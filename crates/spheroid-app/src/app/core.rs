//! App construction, per-frame stepping, and status reporting.

use std::path::PathBuf;

use spheroid_common::{Result, SpheroidError};
use spheroid_config::SpheroidConfig;
use spheroid_deform::{PresetLibrary, ShapeDeformer};
use spheroid_renderer::{DrawSurface, FrameParams, FrameStats, OrbitCamera, Renderer};
use tracing::{info, warn};

/// Whether the frame loop should keep running after an action.
#[derive(Debug, Clone, Copy, PartialEq, Eq)]
pub enum Flow {
    Continue,
    Quit,
}

pub struct App {
    pub(super) config: SpheroidConfig,
    /// Where `s` writes presets. `None` means the platform default.
    pub(super) config_path: Option<PathBuf>,
    pub(super) deformer: ShapeDeformer,
    pub(super) renderer: Renderer,
    pub(super) presets: PresetLibrary,
    pub(super) camera: OrbitCamera,
    pub(super) rotation_x: f64,
    pub(super) depth: f64,
    pub(super) selected: usize,
    pub(super) status: String,
}

impl App {
    /// Build from config, applying `preset` (or the configured initial preset).
    ///
    /// An unknown `preset` is an error; an unknown configured preset only warns.
    pub fn new(config: SpheroidConfig, preset: Option<&str>) -> Result<Self> {
        let mut deformer = ShapeDeformer::new(config.deformer.base_radius);
        for extra in &config.deformer.extra_modes {
            let index = deformer.add_mode(extra.to_mode());
            info!(index, name = %extra.name, "extra mode added");
        }

        let mut presets = PresetLibrary::new(config.presets.iter().cloned());
        match (preset, config.deformer.initial_preset.as_deref()) {
            (Some(name), _) => {
                let chosen = presets
                    .select(name)
                    .ok_or_else(|| SpheroidError::Other(format!("unknown preset {name:?}")))?;
                deformer.apply_preset(chosen);
            }
            (None, Some(name)) => match presets.select(name) {
                Some(chosen) => deformer.apply_preset(chosen),
                None => warn!("deformer.initial_preset {name:?} not found, using mode defaults"),
            },
            (None, None) => {}
        }

        let app = Self {
            renderer: Renderer::from_config(&config),
            camera: OrbitCamera::from_config(&config.camera),
            rotation_x: config.camera.rotation_x,
            depth: config.renderer.depth,
            config,
            config_path: None,
            deformer,
            presets,
            selected: 0,
            status: String::new(),
        };
        info!(
            modes = app.deformer.mode_count(),
            presets = app.presets.len(),
            "app ready"
        );
        Ok(app)
    }

    /// Save presets to `path` instead of the platform default config.
    pub fn with_config_path(mut self, path: Option<PathBuf>) -> Self {
        self.config_path = path;
        self
    }

    pub fn config(&self) -> &SpheroidConfig {
        &self.config
    }

    pub fn deformer(&self) -> &ShapeDeformer {
        &self.deformer
    }

    pub fn presets(&self) -> &PresetLibrary {
        &self.presets
    }

    /// Index of the mode the amplitude keys act on.
    pub fn selected(&self) -> usize {
        self.selected
    }

    pub fn depth(&self) -> f64 {
        self.depth
    }

    /// Message from the last action, if it produced one.
    pub fn status(&self) -> &str {
        &self.status
    }

    /// Advance the camera orbit and X rotation by `dt` seconds.
    pub fn advance(&mut self, dt: f64) {
        self.camera.advance(dt);
        self.rotation_x += self.config.camera.rotation_speed * dt;
    }

    pub fn frame_params(&self) -> FrameParams {
        FrameParams {
            rotation_x: self.rotation_x,
            camera_angle: self.camera.angle(),
            depth: self.depth,
            theta_segments: self.config.renderer.resolution_theta,
            phi_segments: self.config.renderer.resolution_phi,
        }
    }

    /// Paint the current state onto `surface`.
    pub fn render<S: DrawSurface + ?Sized>(
        &mut self,
        surface: &mut S,
    ) -> Result<FrameStats> {
        let params = self.frame_params();
        Ok(self.renderer.draw(&self.deformer, &params, surface)?)
    }

    /// One-line summary for the bottom of the terminal.
    pub fn status_line(&self, fps: f64) -> String {
        let mode = self
            .deformer
            .mode(self.selected)
            .map(|m| format!("[{}/{}] {} {:.1}", self.selected + 1, self.deformer.mode_count(), m.name, m.amplitude))
            .unwrap_or_else(|| "no modes".into());
        let preset = self.presets.current().map(|p| p.name.as_str()).unwrap_or("-");
        let mut line = format!("{mode} | preset {preset} | depth {:.2} | {fps:.0} fps", self.depth);
        if !self.status.is_empty() {
            line.push_str(" | ");
            line.push_str(&self.status);
        }
        line
    }
}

★ ★ ★ ★ ★

# [Aim of the exercise]
Of all the lines in the data above, show only those that hold the word "FrameStats".

# [Written solution]
use spheroid_renderer::{DrawSurface, FrameParams, FrameStats, OrbitCamera, Renderer};
    ) -> Result<FrameStats> {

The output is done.